Two more days and it is officially autumn. The fleet of white plastic boats is gone. Only a few committed yachters visit the marina. The little birds have flown south, the daylight is noticeably less each day, the morning dew lingers until noon and in the late afternoon it settles again. Painting brightwork is now an urgent order of business. I’m two weeks short of the deadline for sailing away. It is not going to happen this year but life should be an adventure so we’ll find a creative way of dealing with winter and all its dark gremlins.
One of the secrets to good writing is to quit before the reader does. My first blog, almost a year ago already, was a commitment to go sailing and indulge a very long-lived dream. It would be very easy at this point to produce big fat excuses and pack it all in for an existence in front of the television.
That won’t happen. I owe it to my readers, myself and my wife, (Whom I have tortured with this passion for decades.) The dream is alive, I’ll blog on. One day soon I’ll be able to post a photo in a blog of clear, warm green water surging through the scuppers with a palm-fringed shoreline in the background. I hope you’ll be there with me; it is going to be a grand day. In the meantime, the journey continues one stumbling step at a time.

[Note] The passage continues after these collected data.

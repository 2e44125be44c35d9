//! Transcript hallucination filtering
//!
//! Cloud STT models sometimes "complete" silence with scripted phrases:
//! sign-offs, self-introductions, whole narrated paragraphs. Everything a
//! recognizer produces passes through here before it can become a
//! conversation turn.

use std::sync::LazyLock;

use regex::Regex;

/// Phrases the transcription model injects over silence
static BOILERPLATE: LazyLock<Vec<Regex>> = LazyLock::new(|| {
    [
        r"продолжение следует",
        r"с вами был",
        r"до свидания",
        r"до новых встреч",
        r"спасибо за внимание",
        r"конец",
        r"закончили",
        // The model introducing itself as a person
        r"^здравствуйте[.,!]?\s*я\s",
    ]
    .iter()
    .map(|p| Regex::new(&format!("(?i){p}")).expect("static pattern"))
    .collect()
});

/// Filler-only noise: single letters, vowel interjections
static NOISE: LazyLock<Vec<Regex>> = LazyLock::new(|| {
    [r"^[а-яёa-z]{1,2}$", r"^[эмаоу]+$"]
        .iter()
        .map(|p| Regex::new(&format!("(?i){p}")).expect("static pattern"))
        .collect()
});

/// Longest plausible single utterance from a short captured chunk
const MAX_UTTERANCE_CHARS: usize = 100;

/// More terminators than this suggests narrated text, not speech
const MAX_SENTENCE_TERMINATORS: usize = 2;

/// Validates raw transcript candidates.
///
/// Pure: no hidden state, identical input always yields identical output.
#[derive(Debug, Clone, Copy, Default)]
pub struct HallucinationFilter;

impl HallucinationFilter {
    /// Create a filter
    #[must_use]
    pub fn new() -> Self {
        Self
    }

    /// Validate a candidate. Returns the trimmed text, or `None` when the
    /// candidate is rejected as an artifact.
    #[must_use]
    pub fn apply(&self, text: &str) -> Option<String> {
        let trimmed = text.trim();

        if trimmed.chars().count() < 2 {
            return None;
        }

        if trimmed.chars().count() > MAX_UTTERANCE_CHARS {
            tracing::debug!(len = trimmed.len(), "transcript rejected: oversized");
            return None;
        }

        let terminators = trimmed.chars().filter(|c| matches!(c, '.' | '!' | '?')).count();
        if terminators > MAX_SENTENCE_TERMINATORS {
            tracing::debug!(terminators, "transcript rejected: narrated text");
            return None;
        }

        for pattern in BOILERPLATE.iter() {
            if pattern.is_match(trimmed) {
                tracing::debug!(text = trimmed, "transcript rejected: boilerplate");
                return None;
            }
        }

        for pattern in NOISE.iter() {
            if pattern.is_match(trimmed) {
                tracing::debug!(text = trimmed, "transcript rejected: noise");
                return None;
            }
        }

        Some(trimmed.to_string())
    }
}

#[cfg(test)]
mod tests {
    use super::*;

    fn filter() -> HallucinationFilter {
        HallucinationFilter::new()
    }

    #[test]
    fn test_passes_ordinary_speech() {
        assert_eq!(
            filter().apply("  покажи рецепт борща  "),
            Some("покажи рецепт борща".to_string())
        );
        assert_eq!(
            filter().apply("what can I cook tonight?"),
            Some("what can I cook tonight?".to_string())
        );
    }

    #[test]
    fn test_rejects_boilerplate_signoffs() {
        assert_eq!(filter().apply("Спасибо за внимание!"), None);
        assert_eq!(filter().apply("До новых встреч"), None);
        assert_eq!(filter().apply("Продолжение следует..."), None);
        assert_eq!(filter().apply("Здравствуйте! Я Марк"), None);
    }

    #[test]
    fn test_rejects_oversized_text() {
        let long = "слово ".repeat(30);
        assert_eq!(filter().apply(&long), None);
    }

    #[test]
    fn test_rejects_narrated_text() {
        assert_eq!(
            filter().apply("Первое предложение. Второе. Третье."),
            None
        );
        // Two terminators are still plausible speech
        assert!(filter().apply("Да. Давай!").is_some());
    }

    #[test]
    fn test_rejects_noise() {
        assert_eq!(filter().apply("э"), None);
        assert_eq!(filter().apply("ээээ"), None);
        assert_eq!(filter().apply("ммм"), None);
        assert_eq!(filter().apply("а"), None);
        assert_eq!(filter().apply(""), None);
        assert_eq!(filter().apply("  "), None);
    }

    #[test]
    fn test_repeated_calls_identical() {
        let f = filter();
        let input = "сделай пасту карбонара";
        assert_eq!(f.apply(input), f.apply(input));
        assert_eq!(f.apply("конец"), f.apply("конец"));
    }
}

By the way, one of the reasons I ended up with this boat is that it has an extra double bunk in a separate cabin. There are two other comfy bunks and lots of room topside to sleep under the stars in southern climates. Guests are welcome, especially….. if they can help defray costs and want to enjoy a unique, inexpensive vacation. Think about it. The ‘Seafire’ Hotel will be opening soon somewhere down there. See ya in the movies!